To Li, losing the genuine mind could result in losing the genuine self, and anyone who failed to be genuine would never recover their genuine heart-mind.[5] The childlike heart-mind is lost when anything from the outside – be those “aural and visual impressions” (even of the “Principles of the Way”), “knowledge and perceptions,” or the favor of a good reputation while masking a bad one – interferes with it.[5] Li also believed that if a person's childlike heart-mind was “obstructed,” then whatever that person said would not come from the childlike heart-mind, and so would lack “foundation” and would not be truthful. This is because, “when childlike heart-mind is obstructed, the Principles of the Way that come from outside the self become one's heart-mind."[5] This is a problem because, in this case, everything a person encounters and does with their physical senses is of the Principles of the Way, and so is not arising spontaneously from the childlike heart-mind. Words  inspired by the Principles of the Way might sound nice or flow well, Li thought, but they wouldn't have anything to do with the person themselves. Their words would be “phony” and so the person themselves will be “phony,” and so too for everyone else until the whole world became like this, eventually leaving people unable to determine between “good” and “bad."[5]

Li felt that the childlike heart-mind's “genuine feelings and desires,” as well as the expression of these, could “connect one to an abundant and powerful source” which is too great for “phony” individuals to comprehend.[5] Because of this, such individuals would turn away from opportunities to deepen their spiritual "vision," and face instead a life of comfort and “blindness."[5]

Li notes that early sages had so securely preserved their heart-minds that, when they read and studied the moral teachings of the Principles of the Way, they were able to protect their heart-minds.[5] However, Li was concerned that many students would allow these same teachings to interfere with their heart-minds. This seems contradictory, given that it was the sages themselves who wrote the books of these teachings that, when read and studied, would cause the students to lose their childlike heart-mind. However, Li's justification for this reasoning is that the sages’ teachings were specific to each student, not necessarily to be used universally. He likened the teachings to medicine, not only in that each one is tailored specifically to the “patient's” needs, but also in that what helps one person might worsen the condition of another.[5] For Li, writings such as the Analects and the Six Classics were not to be understood as the “ultimate standard for thousands of generations,” because, he proposed, these texts would not then be direct products of the childlike heart-mind.[5]

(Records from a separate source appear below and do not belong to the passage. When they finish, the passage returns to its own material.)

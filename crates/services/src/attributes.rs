//! Attribute resolution: looks up a named visitor attribute, handling field
//! synonyms and derived values.

use std::borrow::Cow;

use chrono::{Datelike, NaiveDate, NaiveDateTime};
use domains::models::VisitorData;

/// Everything rule evaluation reads for one visitor request. Built once per
/// request; evaluation against it is synchronous and side-effect free.
#[derive(Debug, Clone, Copy)]
pub struct EvaluationContext<'a> {
    pub visitor: &'a VisitorData,
    /// Cached verification result for the visitor's email, prefetched.
    pub email_verified: Option<bool>,
    pub now: NaiveDateTime,
}

impl<'a> EvaluationContext<'a> {
    pub fn new(visitor: &'a VisitorData, now: NaiveDateTime) -> Self {
        Self {
            visitor,
            email_verified: None,
            now,
        }
    }

    pub fn with_email_verified(mut self, verified: Option<bool>) -> Self {
        self.email_verified = verified;
        self
    }
}

/// A resolved attribute. Absence is modelled as `None` by [`resolve`], never
/// as a variant here.
#[derive(Debug, Clone, PartialEq)]
pub enum AttrValue {
    Text(String),
    Number(i64),
    Flag(bool),
}

impl AttrValue {
    pub fn as_text(&self) -> Cow<'_, str> {
        match self {
            AttrValue::Text(s) => Cow::Borrowed(s),
            AttrValue::Number(n) => Cow::Owned(n.to_string()),
            AttrValue::Flag(true) => Cow::Borrowed("1"),
            AttrValue::Flag(false) => Cow::Borrowed(""),
        }
    }
}

pub const AGE: &str = "age";
pub const ZIP_CODE: &str = "zip_code";
pub const BRITE_VERIFY_VALID: &str = "brite_verify_valid";

/// Resolves `field` for the visitor in `ctx`.
pub fn resolve(ctx: &EvaluationContext<'_>, field: &str) -> Option<AttrValue> {
    match field {
        AGE => age(ctx.visitor, ctx.now).map(AttrValue::Number),
        ZIP_CODE => ctx
            .visitor
            .get(ZIP_CODE)
            .or_else(|| ctx.visitor.get("zip"))
            .map(|z| AttrValue::Text(z.to_string())),
        BRITE_VERIFY_VALID => match ctx.email_verified {
            Some(true) => Some(AttrValue::Flag(true)),
            _ => None,
        },
        other => ctx.visitor.get(other).map(|v| AttrValue::Text(v.to_string())),
    }
}

/// Age by calendar year only: `current year - birth year`. Month and day are
/// ignored, so the result runs one year high until the birthday passes.
pub fn age(visitor: &VisitorData, now: NaiveDateTime) -> Option<i64> {
    let birth_year = match visitor.get("birthday").and_then(birth_year) {
        Some(year) => year,
        None => visitor.get("year")?.trim().parse::<i64>().ok()?,
    };
    Some(i64::from(now.year()) - birth_year)
}

fn birth_year(raw: &str) -> Option<i64> {
    const FORMATS: [&str; 4] = ["%Y-%m-%d", "%m/%d/%Y", "%Y/%m/%d", "%d-%m-%Y"];

    let trimmed = raw.trim();
    let date_part = trimmed.split(['T', ' ']).next().unwrap_or(trimmed);
    FORMATS
        .iter()
        .find_map(|f| NaiveDate::parse_from_str(date_part, f).ok())
        .map(|d| i64::from(d.year()))
}
//! Serialized access to session revenue state.
//!
//! Every read-modify-write of a session runs under that session's lock, so
//! concurrent credits and bucket debits never interleave.

use std::sync::Arc;

use dashmap::DashMap;
use domains::errors::Result;
use domains::models::SessionContext;
use domains::ports::SessionStore;
use tokio::sync::Mutex;
use tracing::debug;

pub struct SessionService {
    store: Arc<dyn SessionStore>,
    locks: DashMap<String, Arc<Mutex<()>>>,
}

impl SessionService {
    pub fn new(store: Arc<dyn SessionStore>) -> Self {
        Self {
            store,
            locks: DashMap::new(),
        }
    }

    pub async fn load(&self, session_id: &str) -> Result<SessionContext> {
        self.store.load(session_id).await
    }

    /// Loads, mutates and saves one session while holding its lock.
    pub async fn with_session<T: Send>(
        &self,
        session_id: &str,
        update: impl FnOnce(&mut SessionContext) -> T + Send,
    ) -> Result<T> {
        let lock = self
            .locks
            .entry(session_id.to_string())
            .or_insert_with(|| Arc::new(Mutex::new(())))
            .clone();

        let result = async {
            let _guard = lock.lock().await;
            let mut session = self.store.load(session_id).await?;
            session.session_id = session_id.to_string();
            let out = update(&mut session);
            self.store.save(&session).await?;
            Ok(out)
        }
        .await;

        drop(lock);
        self.locks.remove_if(session_id, |_, l| Arc::strong_count(l) == 1);
        result
    }

    /// New funnel entry: unspent bucket revenue does not carry over.
    pub async fn start_path(&self, session_id: &str) -> Result<()> {
        debug!(session = session_id, "revenue bucket reset");
        self.with_session(session_id, |s| s.revenue_bucket = 0.0).await
    }

    pub async fn start_survey(&self, session_id: &str) -> Result<()> {
        self.with_session(session_id, |s| s.soi_revenue = 0.0).await
    }

    pub async fn start_linkouts(&self, session_id: &str) -> Result<()> {
        self.with_session(session_id, |s| s.linkout_revenue = 0.0).await
    }

    /// Delivered lead revenue counts toward the survey total and the bucket.
    pub async fn credit_soi(&self, session_id: &str, amount: f64) -> Result<SessionContext> {
        self.with_session(session_id, |s| {
            s.soi_revenue += amount;
            s.revenue_bucket += amount;
            s.clone()
        })
        .await
    }

    pub async fn credit_linkout(&self, session_id: &str, amount: f64) -> Result<SessionContext> {
        self.with_session(session_id, |s| {
            s.linkout_revenue += amount;
            s.revenue_bucket += amount;
            s.clone()
        })
        .await
    }
}
#[cfg(test)]
mod tests {
    use super::*;
    use crate::fixtures::{self, monday_morning, offer};
    use domains::models::{HardcodedField, OfferKind, StoredConversion, UrlParam};
    use domains::ports::{FixedClock, MockEventStore, MockOfferRepository};
    use mockall::predicate::{always, eq, function};

    fn linkout(payout_type: PayoutType) -> Offer {
        let mut l = offer(OfferKind::Linkout, 5);
        l.cost = 2.0;
        l.payout_type = payout_type;
        l.target_url = Some("https://adv.example/go?ref=1".into());
        l.url_params = vec![
            UrlParam {
                field: "email".into(),
                client_field: "em".into(),
                ..Default::default()
            },
            UrlParam {
                field: "first_name".into(),
                client_field: "fn".into(),
                ..Default::default()
            },
        ];
        l
    }

    fn repo(offer: Offer) -> MockOfferRepository {
        let mut repo = MockOfferRepository::new();
        repo.expect_find_offer()
            .returning(move |r| Ok((r == offer.offer_ref()).then(|| offer.clone())));
        repo
    }

    fn click() -> ClickRequest {
        ClickRequest {
            linkout_id: 5,
            path_id: Some(1),
            utm_source: Some("fb".into()),
            user_data: VisitorData::from([
                ("email", "a@b.com"),
                ("first_name", "Ann Lee"),
                ("year", "1990"),
                ("month", "5"),
                ("date", "4"),
            ]),
            ..Default::default()
        }
    }

    fn tracker(
        repo: MockOfferRepository,
        events: MockEventStore,
        sessions: Arc<SessionService>,
    ) -> ConversionTracker {
        let clock = Arc::new(FixedClock(monday_morning()));
        ConversionTracker::new(Arc::new(repo), Arc::new(events), sessions, clock)
    }

    #[tokio::test]
    async fn cpc_click_credits_session() {
        let mut events = MockEventStore::new();
        events
            .expect_record_conversion()
            .with(function(|c: &Conversion| {
                c.cost == 2.0
                    && c.session_id == "s1"
                    && c.completed_at.is_some()
                    && c.traffic_source == "fb"
                    && c.visitor.get("birthday") == Some("1990-05-04")
            }))
            .times(1)
            .returning(|_| Ok(9));
        let sessions = fixtures::sessions();
        let t = tracker(repo(linkout(PayoutType::Cpc)), events, Arc::clone(&sessions));

        let out = t.record_click("s1", click()).await.unwrap();
        assert_eq!(out.conversion_id, 9);
        assert_eq!(out.target_url, "https://adv.example/go?ref=1&em=a%40b.com&fn=Ann+Lee");
        let s = sessions.load("s1").await.unwrap();
        assert_eq!((s.linkout_revenue, s.revenue_bucket), (2.0, 2.0));
    }

    #[tokio::test]
    async fn cpa_click_records_zero_cost() {
        let mut events = MockEventStore::new();
        events
            .expect_record_conversion()
            .with(function(|c: &Conversion| {
                c.cost == 0.0 && c.payout_type == PayoutType::Cpa && c.completed_at.is_none()
            }))
            .returning(|_| Ok(10));
        let sessions = fixtures::sessions();
        let mut l = linkout(PayoutType::Cpa);
        l.target_url = Some("https://adv.example/cpa".into());
        l.url_params.truncate(1);
        let t = tracker(repo(l), events, Arc::clone(&sessions));

        let out = t.record_click("s1", click()).await.unwrap();
        assert_eq!(out.target_url, "https://adv.example/cpa?em=a%40b.com");
        assert_eq!(sessions.load("s1").await.unwrap().revenue_bucket, 0.0);
    }

    #[tokio::test]
    async fn click_without_birthday_is_rejected() {
        let mut events = MockEventStore::new();
        events.expect_record_conversion().never();
        let t = tracker(repo(linkout(PayoutType::Cpc)), events, fixtures::sessions());

        let mut req = click();
        req.user_data = VisitorData::from([("email", "a@b.com"), ("year", "1990")]);
        assert!(matches!(t.record_click("s1", req).await, Err(DomainError::Validation(_))));
    }

    #[tokio::test]
    async fn unknown_linkout_is_not_found() {
        let t =
            tracker(repo(linkout(PayoutType::Cpc)), MockEventStore::new(), fixtures::sessions());
        let mut req = click();
        req.linkout_id = 6;
        assert!(matches!(t.record_click("s1", req).await, Err(DomainError::NotFound { .. })));
    }

    #[tokio::test]
    async fn hardcoded_params_follow_mapped_ones() {
        let mut l = linkout(PayoutType::Cpc);
        l.url_params.truncate(1);
        l.hardcoded_url_params = vec![
            HardcodedField {
                field: "aff".into(),
                value: "42".into(),
            },
            HardcodedField {
                field: "sub".into(),
                value: "a b".into(),
            },
        ];
        let visitor = VisitorData::from([("email", "a@b.com")]);
        let ctx = EvaluationContext::new(&visitor, monday_morning());
        assert_eq!(
            target_url(&l, &ctx),
            "https://adv.example/go?ref=1&em=a%40b.com&aff=42&sub=a b"
        );

        l.target_url = Some("https://adv.example/go".into());
        l.url_params.clear();
        assert_eq!(target_url(&l, &ctx), "https://adv.example/go?aff=42&sub=a b");
    }

    fn stored(payout_type: PayoutType, completed: bool) -> StoredConversion {
        StoredConversion {
            id: 10,
            record: Conversion {
                linkout_id: 5,
                payout_type,
                cost: 0.0,
                session_id: "s1".into(),
                path_id: Some(1),
                platform: None,
                traffic_source: String::new(),
                visitor: VisitorData::from([("email", "a@b.com")]),
                created_at: monday_morning(),
                completed_at: completed.then(monday_morning),
            },
        }
    }

    fn events_with(conversion: StoredConversion) -> MockEventStore {
        let mut events = MockEventStore::new();
        events
            .expect_find_conversion()
            .returning(move |id| Ok((id == conversion.id).then(|| conversion.clone())));
        events
    }

    fn hashed_linkout() -> Offer {
        let mut l = linkout(PayoutType::Cpa);
        l.id_hash = Some("5f3a".into());
        l
    }

    #[tokio::test]
    async fn cpa_confirmation_credits_session() {
        let mut events = events_with(stored(PayoutType::Cpa, false));
        events
            .expect_complete_conversion()
            .with(eq(10), eq(2.0), always())
            .times(1)
            .returning(|_, _, _| Ok(()));
        let sessions = fixtures::sessions();
        let t = tracker(repo(hashed_linkout()), events, Arc::clone(&sessions));

        let done = t.complete_cpa("s1", 10, Some("5f3a")).await.unwrap();
        assert!(done.credited);
        assert_eq!((done.linkout_id, done.revenue), (5, 2.0));
        assert_eq!(done.visitor.get("email"), Some("a@b.com"));
        let s = sessions.load("s1").await.unwrap();
        assert_eq!((s.linkout_revenue, s.revenue_bucket), (2.0, 2.0));
    }

    #[tokio::test]
    async fn confirmed_conversion_is_not_credited_again() {
        let mut events = events_with(stored(PayoutType::Cpa, true));
        events.expect_complete_conversion().never();
        let sessions = fixtures::sessions();
        let t = tracker(repo(hashed_linkout()), events, Arc::clone(&sessions));

        let done = t.complete_cpa("s1", 10, None).await.unwrap();
        assert!(!done.credited);
        assert_eq!(done.revenue, 2.0);
        assert_eq!(sessions.load("s1").await.unwrap().revenue_bucket, 0.0);
    }

    #[tokio::test]
    async fn cpc_confirmation_does_not_credit_twice() {
        let mut events = events_with(stored(PayoutType::Cpc, true));
        events.expect_complete_conversion().never();
        let sessions = fixtures::sessions();
        let t = tracker(repo(linkout(PayoutType::Cpc)), events, Arc::clone(&sessions));

        assert!(!t.complete_cpa("s1", 10, None).await.unwrap().credited);
        assert_eq!(sessions.load("s1").await.unwrap().linkout_revenue, 0.0);
    }

    #[tokio::test]
    async fn postback_with_wrong_hash_is_rejected() {
        let mut events = events_with(stored(PayoutType::Cpa, false));
        events.expect_complete_conversion().never();
        let sessions = fixtures::sessions();
        let t = tracker(repo(hashed_linkout()), events, Arc::clone(&sessions));

        assert!(matches!(
            t.complete_cpa("s1", 10, Some("beef")).await,
            Err(DomainError::Validation(_))
        ));
        assert_eq!(sessions.load("s1").await.unwrap().revenue_bucket, 0.0);
    }

    #[tokio::test]
    async fn confirmation_from_another_session_is_rejected() {
        let mut events = events_with(stored(PayoutType::Cpa, false));
        events.expect_complete_conversion().never();
        let t = tracker(repo(hashed_linkout()), events, fixtures::sessions());

        assert!(matches!(t.complete_cpa("s2", 10, None).await, Err(DomainError::Validation(_))));
        assert!(matches!(
            t.complete_cpa("s1", 11, None).await,
            Err(DomainError::NotFound { .. })
        ));
    }

    #[tokio::test]
    async fn skip_carries_advertiser() {
        let mut events = MockEventStore::new();
        events
            .expect_record_skip()
            .with(function(|s: &Skip| s.advertiser_id == 7 && s.offer == OfferRef::soi(3)))
            .returning(|_| Ok(1));
        let t = tracker(repo(offer(OfferKind::Soi, 3)), events, fixtures::sessions());

        let id = t
            .record_skip(SkipRequest {
                offer: OfferRef::soi(3),
                path_id: None,
                user_data: VisitorData::new(),
            })
            .await
            .unwrap();
        assert_eq!(id, 1);
    }
}
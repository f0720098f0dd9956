//! # Configuration
//!
//! Layered, lowest to highest precedence:
//! 1. built-in defaults
//! 2. `config/default.toml` (optional)
//! 3. `config/{OFFER_ENGINE_ENV}.toml` (optional)
//! 4. `OFFER_ENGINE__SECTION__KEY` environment variables
//!
//! A `.env` file is read first so its variables take part in step 4.

use std::collections::HashMap;
use std::time::Duration;

use config::{Config, Environment, File, FileFormat};
use secrecy::SecretString;
use serde::{Deserialize, Deserializer};
use thiserror::Error;
use tracing::debug;

pub const ENV_PREFIX: &str = "OFFER_ENGINE";
pub const ENV_SELECTOR: &str = "OFFER_ENGINE_ENV";

#[derive(Debug, Error)]
pub enum ConfigError {
    #[error("failed to load configuration: {0}")]
    Load(#[from] config::ConfigError),

    #[error("invalid configuration: {0}")]
    Invalid(String),
}

#[derive(Debug, Clone, Deserialize)]
pub struct AppConfig {
    pub server: ServerConfig,
    pub database: DatabaseConfig,
    pub engine: EngineConfig,
    pub logging: LoggingConfig,
}

#[derive(Debug, Clone, Deserialize)]
pub struct ServerConfig {
    pub host: String,
    pub port: u16,
}

#[derive(Debug, Clone, Deserialize)]
pub struct DatabaseConfig {
    /// Postgres URL. Unset or empty selects the in-memory store.
    #[serde(default, deserialize_with = "optional_secret")]
    pub url: Option<SecretString>,
    pub max_connections: u32,
    /// JSON catalogue loaded into the in-memory store at startup.
    #[serde(default)]
    pub seed_file: Option<String>,
}

/// How `has`/`has-not` filters match, see `services::SubstringMatch`.
#[derive(Debug, Clone, Copy, PartialEq, Eq, Deserialize)]
#[serde(rename_all = "lowercase")]
pub enum SubstringMatchMode {
    Legacy,
    Standard,
}

#[derive(Debug, Clone, Deserialize)]
pub struct EngineConfig {
    pub pre_ping_timeout_secs: u64,
    pub lead_post_timeout_secs: u64,
    pub test_pre_ping_timeout_secs: u64,
    pub substring_match: SubstringMatchMode,
}

impl EngineConfig {
    pub fn pre_ping_timeout(&self) -> Duration {
        Duration::from_secs(self.pre_ping_timeout_secs)
    }

    pub fn lead_post_timeout(&self) -> Duration {
        Duration::from_secs(self.lead_post_timeout_secs)
    }

    pub fn test_pre_ping_timeout(&self) -> Duration {
        Duration::from_secs(self.test_pre_ping_timeout_secs)
    }
}

#[derive(Debug, Clone, Deserialize)]
pub struct LoggingConfig {
    pub level: String,
    pub json: bool,
}

fn optional_secret<'de, D: Deserializer<'de>>(
    deserializer: D,
) -> Result<Option<SecretString>, D::Error> {
    let raw = Option::<String>::deserialize(deserializer)?;
    Ok(raw.filter(|s| !s.trim().is_empty()).map(SecretString::from))
}

impl AppConfig {
    /// Reads `.env`, the TOML files and the process environment.
    pub fn load() -> Result<Self, ConfigError> {
        if let Ok(path) = dotenvy::dotenv() {
            debug!(path = %path.display(), "loaded .env");
        }
        let environment = std::env::var(ENV_SELECTOR).ok();
        Self::from_sources(environment.as_deref(), None, None)
    }

    /// `overlay` is extra TOML applied after the files; `env` replaces the
    /// process environment when given.
    pub fn from_sources(
        environment: Option<&str>,
        overlay: Option<&str>,
        env: Option<HashMap<String, String>>,
    ) -> Result<Self, ConfigError> {
        let mut builder = Config::builder()
            .set_default("server.host", "0.0.0.0")?
            .set_default("server.port", 8080)?
            .set_default("database.max_connections", 10)?
            .set_default("engine.pre_ping_timeout_secs", 30)?
            .set_default("engine.lead_post_timeout_secs", 15)?
            .set_default("engine.test_pre_ping_timeout_secs", 15)?
            .set_default("engine.substring_match", "legacy")?
            .set_default("logging.level", "info")?
            .set_default("logging.json", false)?
            .add_source(File::with_name("config/default").required(false));

        if let Some(name) = environment.filter(|n| !n.is_empty()) {
            builder =
                builder.add_source(File::with_name(&format!("config/{name}")).required(false));
        }
        if let Some(toml) = overlay {
            builder = builder.add_source(File::from_str(toml, FileFormat::Toml));
        }

        let cfg: AppConfig = builder
            .add_source(
                Environment::with_prefix(ENV_PREFIX)
                    .separator("__")
                    .try_parsing(true)
                    .source(env),
            )
            .build()?
            .try_deserialize()?;
        cfg.validate()?;
        Ok(cfg)
    }

    fn validate(&self) -> Result<(), ConfigError> {
        if self.server.port == 0 {
            return Err(ConfigError::Invalid("server.port must be non-zero".into()));
        }
        if self.database.max_connections == 0 {
            return Err(ConfigError::Invalid("database.max_connections must be non-zero".into()));
        }
        for (name, secs) in [
            ("engine.pre_ping_timeout_secs", self.engine.pre_ping_timeout_secs),
            ("engine.lead_post_timeout_secs", self.engine.lead_post_timeout_secs),
            ("engine.test_pre_ping_timeout_secs", self.engine.test_pre_ping_timeout_secs),
        ] {
            if secs == 0 {
                return Err(ConfigError::Invalid(format!("{name} must be non-zero")));
            }
        }
        Ok(())
    }
}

Although Li does say that the childlike heart-mind cannot return once it is lost, the aforementioned metaphor of “healing” might suggest that anyone is capable of recovering their childlike heart-mind, though perhaps not in its original condition.[5] This is partially because our phoniness is our own doing and our own decision, and therefore is not entirely out of our control.[5] The metaphor also reminds people that this particular kind of “health,” the recovery of the heart-mind, is relative. Each individual person has certain things that they need to do in order to remain healthy, and these practices are different from person to person.

Ethics

Li did not believe in rule-based ethics, but in using one's innate and sensitive “faculty of knowing” (or the “child-like heart-mind”) to read and evaluate each situation as it came and to determine from this which action to take.[7] This does not mean that Li regarded all judgments as being entirely subjective. Consistent with his view that one should follow their heart-mind, their most genuine and spontaneous nature, he was highly critical of any actions that were taken or works which were written that did not come from this nature.

While Li advocates for spontaneity and “immediate” action “without prior reflection or thought,” this does not mean that he favors completely reckless behavior. For Li, such spontaneity was possible and favorable only because the subject had (ideally) worked to preserve their childlike heart-mind.[7] Without an intact heart-mind, such spontaneous action could be mis- or uninformed.

Opinions on Fiction Writing

Many of Li Zhi's contemporaries regarded fiction with disdain; true to form, however, Li disagreed and held it in high esteem. He argued that the “most exquisite literature in the world” comes from the childlike heart-mind because, if something is written from this heart-mind, then nothing is obstructed and no one is “forcing” the “structure” or “style” of their writing.[5] Therefore, if someone composes a written work of fiction that originates from their childlike heart-mind, then this work is indeed “exquisite.” He took issue with the more popular idea that “good” prose is that which is written in a “classical” style (such as from the “pre-Qin period”).[5] He claimed that all of the “exquisite” literature from past periods could not be seen through the lenses of their own preceding periods, and that they were notable because they were, indeed, originals. To Li, what defined the quality of certain literature was not the time in which it was written, but rather the faculty within its author from which it arose.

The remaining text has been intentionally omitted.